Кстау — зимовка аула волостного управителя Аль-тия — приютилась под крылом березовой рощи. По вечерам ярко и весело светились в сумраке освещенные окна большого байского дома. Высокий, плотный и грузный хозяин этого дома Альтий принимал гостей с Горькой линии — чубатых, усатых и бравых станичных атаманов, заезжих прасолов из России и знатных аткаминеров из далеких степных родов. Здесь было шумно и весело. Звенели песни бродячих певцов под ритмичный говор домбры. Плескался в фарфоровых чашах голубоватый кумыс. Нарядные байские женщины хлопотали вокруг огромного никелированного самовара, гремя дорогой посудой,— готовились потчевать индийским чаем знатных русских гостей.
А в ветхой избушке слепого Чиграя было в этот час совсем убого и сиро. Скупо и немощно светил светильник, и мычала больная коза в черном углу почти по-человечески, тихо и скорбно. Старый беркут, смежив свои печальные веки, неподвижно сидел, нахохлившись, словно прислушиваясь к чему-то. Новорожденный козленок вздрагивал и жалобно блеял во сне. А старый Чиграй, сидя на циновке, пересыпал в ладонях черные бобы, похожие на мелкую прибрежную гальку. Что-то нашептывая вполголоса, Чиграй колдовал над бобами, то разбрасывая их веером перед собой на циновке, то быстро собирая их своими тонкими гибкими пальцами в отдельные кучки, напоминающие пасущиеся бараньи стада.
Молодые и старые джатаки сидели вокруг слепого Чиграя, по-степному поджав под себя ноги. Не спуская глаз с беспокойных старческих рук слепца, люди почтительно молчали, выжидая, когда заговорит Чиграй.
Наконец Чиграй, подняв трепетные веки, как бы прислушался к тишине, густо пропитанной запахом козьего помета и кислой овчины, и голосом кротким и проникновенным проговорил:
— Жол — дорога.
— Ие? — откликнулся рядом сидящий с ним джатак, столь же древний по виду, как и Чиграй.
— Дорога,— повторил Чиграй.— Она падает третий раз на девятый боб, самый легкий из всех бобов и самый счастливый.
— Скорая дорога?— спросил самый молодой и самый нетерпеливый из джатаков, пастух Сеимбет.

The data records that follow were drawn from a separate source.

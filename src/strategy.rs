//! Turn orchestration.
//!
//! [`AlgoStrategy`] owns everything that persists between turns and drives the
//! build and offense planners once per turn. Action frames arriving while a
//! turn plays out are folded into a pending [`TurnEvents`] that the next
//! `on_turn` call consumes.

use crate::board::BoardSnapshot;
use crate::config::*;
use crate::engine::*;
use crate::error::*;
use crate::events::*;
use crate::offense::*;
use crate::planner::*;
use crate::tier::TurnContext;
use log::*;
use serde::Serialize;

/// What happened during one `on_turn` call.
#[derive(Clone, Debug, Default, PartialEq, Serialize)]
pub struct TurnReport {
    pub turn: u32,
    pub actions: Vec<Action>,
    /// Commands the engine refused. Informational only.
    pub rejected: u32,
    pub tiers: Vec<TierSummary>,
    pub launch: Option<Launch>,
}

pub struct AlgoStrategy {
    game: Option<GameConfig>,
    strategy: StrategyConfig,
    planner: BuildPlanner,
    history: ScoredOnHistory,
    pending: TurnEvents,
    offense: OffenseState,
}

impl Default for AlgoStrategy {
    fn default() -> Self {
        AlgoStrategy::new(StrategyConfig::default())
    }
}

impl AlgoStrategy {
    pub fn new(strategy: StrategyConfig) -> Self {
        AlgoStrategy::with_planner(strategy, BuildPlanner::default())
    }

    pub fn with_planner(strategy: StrategyConfig, planner: BuildPlanner) -> Self {
        AlgoStrategy {
            game: None,
            strategy,
            planner,
            history: ScoredOnHistory::default(),
            pending: TurnEvents::default(),
            offense: OffenseState::default(),
        }
    }

    /// Store the game's static config and reset everything persistent.
    pub fn on_game_start(&mut self, config: GameConfig) {
        info!(
            "Game start: planner {:016x}, clearing {} recorded breaches",
            self.planner.fingerprint(),
            self.history.len()
        );
        self.game = Some(config);
        self.history = ScoredOnHistory::default();
        self.pending = TurnEvents::default();
        self.offense = OffenseState::default();
    }

    pub fn on_game_start_json(&mut self, json: &str) -> Result<()> {
        let config = GameConfig::from_json(json)?;
        self.on_game_start(config);
        Ok(())
    }

    /// Fold one action frame into the pending events. Malformed frames are
    /// logged and dropped.
    pub fn on_action_frame(&mut self, json: &str) {
        match parse_frame(json) {
            Ok(events) => self.pending.ingest_all(&events, &mut self.history),
            Err(err) => warn!("Dropping action frame: {}", err),
        }
    }

    /// Plan and submit one turn. The engine's `submit_turn` is called exactly
    /// once, whatever state the inputs are in.
    pub fn on_turn(&mut self, json: &str, engine: &mut dyn GameEngine) -> TurnReport {
        let events = std::mem::take(&mut self.pending);
        let turn = engine.turn_number();

        let board = BoardSnapshot::from_json(json).unwrap_or_else(|err| {
            warn!("Unreadable turn snapshot on turn {}: {}", turn, err);
            BoardSnapshot::default()
        });

        let mut commander = Commander::new(engine);
        let mut report = TurnReport {
            turn,
            ..TurnReport::default()
        };

        match self.game.as_ref() {
            Some(config) => {
                info!(
                    "Turn {}: {} SP, {} MP",
                    turn,
                    commander.balance(Resource::StructurePoints),
                    commander.balance(Resource::MobilePoints)
                );
                let ctx = TurnContext {
                    turn,
                    config,
                    strategy: &self.strategy,
                    board: &board,
                    events: &events,
                    history: &self.history,
                };
                report.tiers = self.planner.run(&ctx, &mut commander);
                report.launch = plan_offense(&mut self.offense, &ctx, &mut commander);
            }
            None => warn!("Turn {} started before the game config arrived", turn),
        }

        let (actions, rejected) = commander.submit();
        info!(
            "Turn {} submitted: {} actions, {} rejected",
            turn,
            actions.len(),
            rejected
        );
        report.actions = actions;
        report.rejected = rejected;
        report
    }

    pub fn history(&self) -> &ScoredOnHistory {
        &self.history
    }

    pub fn pending(&self) -> &TurnEvents {
        &self.pending
    }

    pub fn offense_state(&self) -> &OffenseState {
        &self.offense
    }

    pub fn strategy(&self) -> &StrategyConfig {
        &self.strategy
    }
}
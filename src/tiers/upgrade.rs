//! UpgradeTier: spends structure points on upgrades, most useful structures
//! first, as measured by last turn's importance tallies.

use crate::engine::Commander;
use crate::location::*;
use crate::tier::*;
use log::*;

pub struct UpgradeTier;

impl UpgradeTier {
    /// Upgrade order: the leading supports, every wall, the rest of the
    /// supports, then every turret. Each group is ranked by importance.
    pub fn upgrade_order(ctx: &TurnContext) -> Vec<Location> {
        let supports = ctx.events.support_shielding.ranked();
        let split = ctx.strategy.priority_support_upgrades.min(supports.len());
        let (leading, rest) = supports.split_at(split);

        leading
            .iter()
            .copied()
            .chain(ctx.events.wall_damage.ranked())
            .chain(rest.iter().copied())
            .chain(ctx.events.turret_damage.ranked())
            .collect()
    }
}

impl BuildTier for UpgradeTier {
    fn name(&self) -> &str {
        "upgrade"
    }

    fn execute(&self, ctx: &TurnContext, commander: &mut Commander) {
        for location in Self::upgrade_order(ctx) {
            if ctx.board.at(location).map_or(false, |s| s.upgraded) {
                trace!("Skipping upgrade at {:?}, already upgraded", location);
                continue;
            }
            commander.upgrade(location);
        }
    }
}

— Девятнадцатый боб упал на путь девятого боба. Девятнадцатый боб быстрее тулпара, о котором знают все кочевники с детства.
— Правду ли говорят твои бобы, аксакал?— спросил Чиграя пастух Сыздык.
Помолчав и снова как бы прислушавшись к чему-то, Чиграй медленно и глухо проговорил:
— Бывает так, что и бобы не хотят говорить мне правды. Тогда я кладу их на отдых и выхожу ночью за дверь зимовки слушать, как молчит степь. Я знаю, что в эту пору все небо усыпано золотыми бобами звезд. И я слушаю, о чем шепчутся в ночи эти далекие звезды.
— О чем же они шепчутся, аксакал?— вновь спросил слепца самый молодой и самый нетерпеливый из джатаков.
— Ты слишком молод еще, джигит, чтобы знать об этом,— сердито сказал старый Чиграй. И он снова умолк, перебирая свои бобы и раскладывая их на циновке по кучкам.
В глубоком безмолвии сидели вокруг джатаки. Старики пили горячий лимонно-желтый чай, настоянный на степной траве — шалфее. Молодые задумчиво смотрели своими прищуренными глазами на трепетный огонь немощного светильника. Женщины, приютившиеся в черном углу вместе с больной козой, козленком и беркутом, скорбно вздыхали. Всем им хотелось, чтобы сбылось гаданье слепца и чтобы выпала скорая дорога джигиту, на возвращенье которого все меньше и меньше оставалось надежд у джатаков аула. Почти каждую ночь собирались молодые и старые пастухи в зимовке старейшего и мудрого аксакала. Почти каждую ночь колдовал слепец над своими бобами и почти каждую ночь предсказывал он скорое возвращение джигита. Но джигит не возвращался, и никаких вестей о нем не заносил в аул джатаков узун-кулак — длинное ухо — телеграф степи.